▶ **WHAT IS REQUIRED**: To complete the exercise, repeat every record exactly as it stands.

---------- DATA ----------

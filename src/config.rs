//! # Configuration Module
//!
//! Handles loading and validating configuration from TOML files.
//!
//! Every field has a default, so an empty file (or no file at all) is a valid
//! configuration:
//!
//! ```toml
//! [serial]
//! port = "/dev/rfcomm0"
//! baud_rate = 57600
//!
//! [decoder]
//! qnh_pa = 101325.0
//!
//! [locus]
//! enabled = true
//! output_dir = "./locus"
//!
//! [logging]
//! level = "info"
//! log_dir = "./logs"
//! ```

use serde::de::Error;
use serde::Deserialize;
use std::fs;
use std::path::Path;

use crate::error::{BfvError, Result};

/// Main configuration structure
#[derive(Debug, Deserialize, Clone, Default)]
pub struct Config {
    #[serde(default)]
    pub serial: SerialConfig,

    #[serde(default)]
    pub decoder: DecoderConfig,

    #[serde(default)]
    pub locus: LocusConfig,

    #[serde(default)]
    pub logging: LoggingConfig,
}

/// Serial port configuration
#[derive(Debug, Deserialize, Clone)]
pub struct SerialConfig {
    /// Device path; empty means try the usual USB and Bluetooth paths
    #[serde(default = "default_serial_port")]
    pub port: String,

    #[serde(default = "default_baud_rate")]
    pub baud_rate: u32,

    /// Read timeout for a single line
    #[serde(default = "default_timeout_ms")]
    pub timeout_ms: u64,
}

/// Telemetry decoder configuration
#[derive(Debug, Deserialize, Clone)]
pub struct DecoderConfig {
    /// Pressure reference for altitude, Pa
    #[serde(default = "default_qnh_pa")]
    pub qnh_pa: f64,
}

/// GPS log dump configuration
#[derive(Debug, Deserialize, Clone)]
pub struct LocusConfig {
    #[serde(default = "default_locus_enabled")]
    pub enabled: bool,

    #[serde(default = "default_locus_output_dir")]
    pub output_dir: String,
}

/// Logging configuration
#[derive(Debug, Deserialize, Clone)]
pub struct LoggingConfig {
    /// Default filter when `RUST_LOG` is not set
    #[serde(default = "default_log_level")]
    pub level: String,

    /// Also write daily log files here when set
    #[serde(default)]
    pub log_dir: Option<String>,
}

// Default value functions
fn default_serial_port() -> String { String::new() }
fn default_baud_rate() -> u32 { 57600 }
fn default_timeout_ms() -> u64 { 2000 }

fn default_qnh_pa() -> f64 { crate::telemetry::decoder::DEFAULT_QNH_PA }

fn default_locus_enabled() -> bool { true }
fn default_locus_output_dir() -> String { ".".to_string() }

fn default_log_level() -> String { "info".to_string() }

impl Default for SerialConfig {
    fn default() -> Self {
        Self {
            port: default_serial_port(),
            baud_rate: default_baud_rate(),
            timeout_ms: default_timeout_ms(),
        }
    }
}

impl Default for DecoderConfig {
    fn default() -> Self {
        Self { qnh_pa: default_qnh_pa() }
    }
}

impl Default for LocusConfig {
    fn default() -> Self {
        Self {
            enabled: default_locus_enabled(),
            output_dir: default_locus_output_dir(),
        }
    }
}

impl Default for LoggingConfig {
    fn default() -> Self {
        Self {
            level: default_log_level(),
            log_dir: None,
        }
    }
}

/// Baud rates the vario firmware can be switched to with `$BRB` / `$BRC`
const SUPPORTED_BAUD_RATES: &[u32] = &[9600, 19200, 38400, 57600, 115200];

const LOG_LEVELS: &[&str] = &["trace", "debug", "info", "warn", "error"];

impl Config {
    /// Load configuration from a TOML file
    ///
    /// # Arguments
    ///
    /// * `path` - Path to the configuration file
    ///
    /// # Returns
    ///
    /// * `Result<Config>` - Loaded and validated configuration
    ///
    /// # Errors
    ///
    /// Returns error if:
    /// - File cannot be read
    /// - TOML parsing fails
    /// - Validation fails
    ///
    /// # Examples
    ///
    /// ```no_run
    /// use bfv_link::config::Config;
    ///
    /// let config = Config::load("bfv-link.toml")?;
    /// # Ok::<(), Box<dyn std::error::Error>>(())
    /// ```
    pub fn load<P: AsRef<Path>>(path: P) -> Result<Self> {
        let contents = fs::read_to_string(path)?;
        let config: Config = toml::from_str(&contents)?;
        config.validate()?;
        Ok(config)
    }

    /// Validate configuration values
    ///
    /// # Errors
    ///
    /// Returns error if any configuration value is out of valid range
    pub fn validate(&self) -> Result<()> {
        if !SUPPORTED_BAUD_RATES.contains(&self.serial.baud_rate) {
            return Err(BfvError::Config(toml::de::Error::custom(
                "baud_rate must be one of: 9600, 19200, 38400, 57600, 115200",
            )));
        }

        if self.serial.timeout_ms == 0 || self.serial.timeout_ms > 60000 {
            return Err(BfvError::Config(toml::de::Error::custom(
                "timeout_ms must be between 1 and 60000",
            )));
        }

        // Same bounds as the outputQNH parameter: 80000 + 0..=65535 Pa
        let qnh = self.decoder.qnh_pa;
        if !(80000.0..=145535.0).contains(&qnh) {
            return Err(BfvError::Config(toml::de::Error::custom(
                "qnh_pa must be between 80000 and 145535",
            )));
        }

        if self.locus.enabled && self.locus.output_dir.is_empty() {
            return Err(BfvError::Config(toml::de::Error::custom(
                "locus output_dir cannot be empty when enabled",
            )));
        }

        if !LOG_LEVELS.contains(&self.logging.level.as_str()) {
            return Err(BfvError::Config(toml::de::Error::custom(format!(
                "logging level must be one of: {}",
                LOG_LEVELS.join(", ")
            ))));
        }

        if matches!(&self.logging.log_dir, Some(dir) if dir.is_empty()) {
            return Err(BfvError::Config(toml::de::Error::custom(
                "logging log_dir cannot be empty, omit it instead",
            )));
        }

        Ok(())
    }
}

----------

▶ **TASK OUTPUT**:
filename src/config.rs
//! # Configuration Module
//!
//! Handles loading and validating configuration from TOML files.
//!
//! Every field has a default, so an empty file (or no file at all) is a valid
//! configuration:
//!
//! ```toml
//! [serial]
//! port = "/dev/rfcomm0"
//! baud_rate = 57600
//!
//! [decoder]
//! qnh_pa = 101325.0
//!
//! [locus]
//! enabled = true
//! output_dir = "./locus"
//!
//! [logging]
//! level = "info"
//! log_dir = "./logs"
//! ```

use serde::de::Error;
use serde::Deserialize;
use std::fs;
use std::path::Path;

use crate::error::{BfvError, Result};

/// Main configuration structure
#[derive(Debug, Deserialize, Clone, Default)]
pub struct Config {
    #[serde(default)]
    pub serial: SerialConfig,

    #[serde(default)]
    pub decoder: DecoderConfig,

    #[serde(default)]
    pub locus: LocusConfig,

    #[serde(default)]
    pub logging: LoggingConfig,
}

/// Serial port configuration
#[derive(Debug, Deserialize, Clone)]
pub struct SerialConfig {
    /// Device path; empty means try the usual USB and Bluetooth paths
    #[serde(default = "default_serial_port")]
    pub port: String,

    #[serde(default = "default_baud_rate")]
    pub baud_rate: u32,

    /// Read timeout for a single line
    #[serde(default = "default_timeout_ms")]
    pub timeout_ms: u64,
}

/// Telemetry decoder configuration
#[derive(Debug, Deserialize, Clone)]
pub struct DecoderConfig {
    /// Pressure reference for altitude, Pa
    #[serde(default = "default_qnh_pa")]
    pub qnh_pa: f64,
}

/// GPS log dump configuration
#[derive(Debug, Deserialize, Clone)]
pub struct LocusConfig {
    #[serde(default = "default_locus_enabled")]
    pub enabled: bool,

    #[serde(default = "default_locus_output_dir")]
    pub output_dir: String,
}

/// Logging configuration
#[derive(Debug, Deserialize, Clone)]
pub struct LoggingConfig {
    /// Default filter when `RUST_LOG` is not set
    #[serde(default = "default_log_level")]
    pub level: String,

    /// Also write daily log files here when set
    #[serde(default)]
    pub log_dir: Option<String>,
}

// Default value functions
fn default_serial_port() -> String { String::new() }
fn default_baud_rate() -> u32 { 57600 }
fn default_timeout_ms() -> u64 { 2000 }

fn default_qnh_pa() -> f64 { crate::telemetry::decoder::DEFAULT_QNH_PA }

fn default_locus_enabled() -> bool { true }
fn default_locus_output_dir() -> String { ".".to_string() }

fn default_log_level() -> String { "info".to_string() }

impl Default for SerialConfig {
    fn default() -> Self {
        Self {
            port: default_serial_port(),
            baud_rate: default_baud_rate(),
            timeout_ms: default_timeout_ms(),
        }
    }
}

impl Default for DecoderConfig {
    fn default() -> Self {
        Self { qnh_pa: default_qnh_pa() }
    }
}

impl Default for LocusConfig {
    fn default() -> Self {
        Self {
            enabled: default_locus_enabled(),
            output_dir: default_locus_output_dir(),
        }
    }
}

impl Default for LoggingConfig {
    fn default() -> Self {
        Self {
            level: default_log_level(),
            log_dir: None,
        }
    }
}

/// Baud rates the vario firmware can be switched to with `$BRB` / `$BRC`
const SUPPORTED_BAUD_RATES: &[u32] = &[9600, 19200, 38400, 57600, 115200];

const LOG_LEVELS: &[&str] = &["trace", "debug", "info", "warn", "error"];

impl Config {
    /// Load configuration from a TOML file
    ///
    /// # Arguments
    ///
    /// * `path` - Path to the configuration file
    ///
    /// # Returns
    ///
    /// * `Result<Config>` - Loaded and validated configuration
    ///
    /// # Errors
    ///
    /// Returns error if:
    /// - File cannot be read
    /// - TOML parsing fails
    /// - Validation fails
    ///
    /// # Examples
    ///
    /// ```no_run
    /// use bfv_link::config::Config;
    ///
    /// let config = Config::load("bfv-link.toml")?;
    /// # Ok::<(), Box<dyn std::error::Error>>(())
    /// ```
    pub fn load<P: AsRef<Path>>(path: P) -> Result<Self> {
        let contents = fs::read_to_string(path)?;
        let config: Config = toml::from_str(&contents)?;
        config.validate()?;
        Ok(config)
    }

    /// Validate configuration values
    ///
    /// # Errors
    ///
    /// Returns error if any configuration value is out of valid range
    pub fn validate(&self) -> Result<()> {
        if !SUPPORTED_BAUD_RATES.contains(&self.serial.baud_rate) {
            return Err(BfvError::Config(toml::de::Error::custom(
                "baud_rate must be one of: 9600, 19200, 38400, 57600, 115200",
            )));
        }

        if self.serial.timeout_ms == 0 || self.serial.timeout_ms > 60000 {
            return Err(BfvError::Config(toml::de::Error::custom(
                "timeout_ms must be between 1 and 60000",
            )));
        }

        // Same bounds as the outputQNH parameter: 80000 + 0..=65535 Pa
        let qnh = self.decoder.qnh_pa;
        if !(80000.0..=145535.0).contains(&qnh) {
            return Err(BfvError::Config(toml::de::Error::custom(
                "qnh_pa must be between 80000 and 145535",
            )));
        }

        if self.locus.enabled && self.locus.output_dir.is_empty() {
            return Err(BfvError::Config(toml::de::Error::custom(
                "locus output_dir cannot be empty when enabled",
            )));
        }

        if !LOG_LEVELS.contains(&self.logging.level.as_str()) {
            return Err(BfvError::Config(toml::de::Error::custom(format!(
                "logging level must be one of: {}",
                LOG_LEVELS.join(", ")
            ))));
        }

        if matches!(&self.logging.log_dir, Some(dir) if dir.is_empty()) {
            return Err(BfvError::Config(toml::de::Error::custom(
                "logging log_dir cannot be empty, omit it instead",
            )));
        }

        Ok(())
    }
}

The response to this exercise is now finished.